| TRY IT |
In the entries below, find each line bearing the string "SpeedModel" and copy it.

[Stored data]

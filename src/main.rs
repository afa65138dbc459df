use clap::Parser;
use log::{error, info};
use std::{fs, path::PathBuf, process};
use sunside::{Engine, EngineConfig, Result, RouteRequest, SeatLayout};

#[derive(Parser, Debug)]
#[command(author, version, about, long_about = None)]
struct Inputs {
    /// JSON request: departure and routed polyline
    #[arg(short, long)]
    request: PathBuf,
    /// JSON engine configuration
    #[arg(short, long)]
    config: Option<PathBuf>,
    /// JSON seat layout
    #[arg(short, long)]
    layout: Option<PathBuf>,
}

fn run(inputs: &Inputs) -> Result<String> {
    let config = match &inputs.config {
        Some(path) => EngineConfig::load(path)?,
        None => EngineConfig::default(),
    };
    let layout = match &inputs.layout {
        Some(path) => serde_json::from_str::<SeatLayout>(&fs::read_to_string(path)?)?,
        None => SeatLayout::default(),
    };
    let engine = Engine::new(config, layout)?;
    let request = RouteRequest::from_json(&fs::read_to_string(&inputs.request)?)?;
    let report = engine.handle(&request)?;
    Ok(serde_json::to_string_pretty(&report)?)
}

fn main() {
    pretty_env_logger::init_timed();
    let inputs = Inputs::parse();
    info!("initialising sunside");

    match run(&inputs) {
        Ok(report) => {
            println!("{}", report);
            info!("assessment completed")
        }
        Err(err) => {
            error!("{}", err);
            eprintln!("{}", err);
            process::exit(1);
        }
    }
}
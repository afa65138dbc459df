/* # route */

pub const DEFAULT_SPEED_KMH: f64 = 40.0; // average road speed when the router gives no timing
pub const MIN_SEGMENT_KM: f64 = 0.001; // segments shorter than this are coincident points
pub const MIN_SAMPLE_INTERVAL_KM: f64 = 0.01; // finer sun sampling changes nothing measurable

/* # solar */

pub const UNIX_EPOCH_JD: f64 = 2440587.5; // julian day at 1970-01-01T00:00:00Z
pub const J2000_JD: f64 = 2451545.0; // julian day at 2000-01-01T12:00:00Z
pub const SECONDS_PER_DAY: f64 = 86400.0;
pub const DAYS_PER_CENTURY: f64 = 36525.0;

/* # exposure */

pub const ATTENUATION_WINDOW: f64 = 1.0;
pub const ATTENUATION_MIDDLE: f64 = 0.5;
pub const ATTENUATION_AISLE: f64 = 0.1; // shielded by neighbours, not fully dark

pub const BAND_MODERATE: f64 = 0.2; // lower bound of the moderate band
pub const BAND_HIGH: f64 = 0.6; // lower bound of the high band

/* # layout */

pub const TOTAL_ROWS: u32 = 12;

/* # request */

pub const DEFAULT_UTC_OFFSET_MINUTES: i32 = 330; // +05:30, the locale the service was built for
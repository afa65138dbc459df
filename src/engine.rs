use crate::{
    config::EngineConfig,
    error::Result,
    exposure::{
        accumulate, assemble, ExposureReport, ModelTag, SeatExposureModel, SeatLayout, SeatSpec,
    },
    request::RouteRequest,
    route::{segment, RoutePolyline, SpeedModel},
};
use chrono::{DateTime, FixedOffset};
use log::info;

/// the sun exposure pipeline for one vehicle layout
///
/// Immutable once built, so one engine can serve concurrent requests.
#[derive(Clone, Debug)]
pub struct Engine {
    config: EngineConfig,
    layout: SeatLayout,
    seats: Vec<SeatSpec>,
    model: SeatExposureModel,
}

impl Engine {
    pub fn new(config: EngineConfig, layout: SeatLayout) -> Result<Self> {
        config.validate()?;
        layout.validate()?;
        let seats = layout.template();
        let model = SeatExposureModel::new(config.attenuation, config.seat_weighting, &layout);
        Ok(Self {
            config,
            layout,
            seats,
            model,
        })
    }

    pub fn config(&self) -> &EngineConfig {
        &self.config
    }

    pub fn layout(&self) -> &SeatLayout {
        &self.layout
    }

    /// assess a journey at the configured speed
    pub fn assess(
        &self,
        polyline: &RoutePolyline,
        departure: &DateTime<FixedOffset>,
    ) -> Result<ExposureReport> {
        self.assess_with(polyline, departure, &self.config.speed)
    }

    /// assess a journey with explicit timing
    pub fn assess_with(
        &self,
        polyline: &RoutePolyline,
        departure: &DateTime<FixedOffset>,
        speed: &SpeedModel,
    ) -> Result<ExposureReport> {
        info!(
            "assessing {} point route departing {}",
            polyline.points().len(),
            departure.to_rfc3339()
        );
        let segments = segment(polyline, departure, speed)?;
        let totals = accumulate(&segments, &self.config);
        let seats = self.model.score_all(&self.seats, &totals);
        Ok(assemble(seats, &totals, ModelTag::from(&self.config)))
    }

    /// assess a transport-layer request, preferring its router timing
    pub fn handle(&self, request: &RouteRequest) -> Result<ExposureReport> {
        let polyline = request.polyline()?;
        let departure = request.departure()?;
        match request.speed() {
            Some(speed) => self.assess_with(&polyline, &departure, &speed),
            None => self.assess(&polyline, &departure),
        }
    }
}

impl Default for Engine {
    fn default() -> Self {
        let config = EngineConfig::default();
        let layout = SeatLayout::default();
        Self {
            seats: layout.template(),
            model: SeatExposureModel::new(config.attenuation, config.seat_weighting, &layout),
            config,
            layout,
        }
    }
}
use crate::{
    solar::time::{centuries_since_j2000, days_since_j2000, julian_day},
    units::{Bearing, Unit},
};
use chrono::{DateTime, Utc};
use serde::Serialize;

/* # solar coordinates */

/// position of the sun in the local horizontal frame of an observer
#[derive(Debug, Clone, Copy, PartialEq, Serialize)]
pub struct SolarPosition {
    /// degrees clockwise from true north, [0, 360)
    pub azimuth: f64,
    /// degrees above the horizon, [-90, 90]
    pub elevation: f64,
}

impl SolarPosition {
    /// true if the sun can shine directly on the observer
    pub fn is_above_horizon(&self) -> bool {
        self.elevation > 0.0
    }

    pub fn bearing(&self) -> Bearing {
        Bearing::confine(self.azimuth)
    }
}

/// equatorial coordinates of the sun, degrees
struct Equatorial {
    declination: f64,
    right_ascension: f64,
}

fn equatorial(t: f64) -> Equatorial {
    let mean_longitude = (280.46646 + t * (36000.76983 + t * 0.0003032)).rem_euclid(360.0);
    let mean_anomaly = (357.52911 + t * (35999.05029 - t * 0.0001537)).to_radians();

    let centre = (1.914602 - t * (0.004817 + t * 0.000014)) * mean_anomaly.sin()
        + (0.019993 - t * 0.000101) * (2.0 * mean_anomaly).sin()
        + 0.000289 * (3.0 * mean_anomaly).sin();

    // nutation and aberration folded into the apparent longitude
    let omega = (125.04 - 1934.136 * t).to_radians();
    let apparent = (mean_longitude + centre - 0.00569 - 0.00478 * omega.sin()).to_radians();

    let mean_obliquity =
        23.0 + (26.0 + (21.448 - t * (46.815 + t * (0.00059 - t * 0.001813))) / 60.0) / 60.0;
    let obliquity = (mean_obliquity + 0.00256 * omega.cos()).to_radians();

    Equatorial {
        declination: (obliquity.sin() * apparent.sin()).asin().to_degrees(),
        right_ascension: (obliquity.cos() * apparent.sin())
            .atan2(apparent.cos())
            .to_degrees()
            .rem_euclid(360.0),
    }
}

/// greenwich mean sidereal time, degrees
fn sidereal_time(jd: f64) -> f64 {
    let d = days_since_j2000(jd);
    let t = centuries_since_j2000(jd);
    (280.46061837 + 360.98564736629 * d + t * t * (0.000387933 - t / 38710000.0)).rem_euclid(360.0)
}

/// apparent solar declination at a given instant, degrees
pub fn declination(instant: &DateTime<Utc>) -> f64 {
    equatorial(centuries_since_j2000(julian_day(instant))).declination
}

/// calculate the azimuth and elevation of the sun seen from (lat, lon) at a UTC instant
pub fn position(latitude: f64, longitude: f64, instant: &DateTime<Utc>) -> SolarPosition {
    let jd = julian_day(instant);
    let sun = equatorial(centuries_since_j2000(jd));

    // local hour angle, negative before the meridian transit
    let hour_angle = (sidereal_time(jd) + longitude - sun.right_ascension + 180.0)
        .rem_euclid(360.0)
        - 180.0;

    let lat = latitude.to_radians();
    let decl = sun.declination.to_radians();
    let ha = hour_angle.to_radians();

    let sin_elevation = lat.sin() * decl.sin() + lat.cos() * decl.cos() * ha.cos();
    let elevation = sin_elevation.clamp(-1.0, 1.0).asin();

    let cos_azimuth = (decl.sin() - elevation.sin() * lat.sin())
        / (elevation.cos() * lat.cos()).max(1e-10);
    let mut azimuth = cos_azimuth.clamp(-1.0, 1.0).acos().to_degrees();
    if hour_angle > 0.0 {
        azimuth = 360.0 - azimuth;
    }

    SolarPosition {
        azimuth: Bearing::confine(azimuth).release(),
        elevation: elevation.to_degrees(),
    }
}

#[cfg(test)]
mod test {
    use super::*;
    use chrono::TimeZone;
    use float_eq::assert_float_eq;

    #[test]
    fn declination_at_solstice() {
        let solstice = Utc.with_ymd_and_hms(2024, 6, 20, 20, 51, 0).unwrap();
        assert_float_eq!(declination(&solstice), 23.44, abs <= 0.05);
    }

    #[test]
    fn declination_at_equinox() {
        let equinox = Utc.with_ymd_and_hms(2024, 3, 20, 3, 6, 0).unwrap();
        assert_float_eq!(declination(&equinox), 0.0, abs <= 0.05);
    }

    #[test]
    fn equator_noon_at_equinox() {
        let noon = Utc.with_ymd_and_hms(2024, 3, 20, 12, 0, 0).unwrap();
        let pos = position(0.0, 0.0, &noon);
        assert!(pos.elevation > 87.5, "sun should be near zenith: {:?}", pos);
        assert!(pos.is_above_horizon());
    }

    #[test]
    fn winter_noon_is_south() {
        // 06:30 UTC is noon in +05:30
        let noon = Utc.with_ymd_and_hms(2024, 12, 21, 6, 30, 0).unwrap();
        let pos = position(12.97, 77.59, &noon);
        assert!(pos.azimuth > 160.0 && pos.azimuth < 180.0, "{:?}", pos);
        assert_float_eq!(pos.elevation, 53.3, abs <= 1.0);
    }

    #[test]
    fn afternoon_is_west() {
        let afternoon = Utc.with_ymd_and_hms(2024, 12, 21, 10, 30, 0).unwrap();
        let pos = position(12.97, 77.59, &afternoon);
        assert!(pos.azimuth > 180.0 && pos.azimuth < 270.0, "{:?}", pos);
        assert!(pos.is_above_horizon());
    }

    #[test]
    fn summer_morning_is_north_of_east() {
        let morning = Utc.with_ymd_and_hms(2024, 6, 21, 1, 30, 0).unwrap();
        let pos = position(12.97, 77.59, &morning);
        assert!(pos.azimuth > 45.0 && pos.azimuth < 90.0, "{:?}", pos);
        assert!(pos.is_above_horizon());
    }

    #[test]
    fn midnight_is_dark() {
        let midnight = Utc.with_ymd_and_hms(2024, 12, 21, 18, 30, 0).unwrap();
        let pos = position(12.97, 77.59, &midnight);
        assert!(!pos.is_above_horizon());
        assert!(pos.elevation < -45.0);
    }

    #[test]
    fn position_is_deterministic() {
        let instant = Utc.with_ymd_and_hms(2023, 9, 1, 4, 12, 33).unwrap();
        assert_eq!(position(28.6, 77.2, &instant), position(28.6, 77.2, &instant));
    }
}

| ANSWER SECTION |
    route::{segment, RoutePolyline, SpeedModel},
        speed: &SpeedModel,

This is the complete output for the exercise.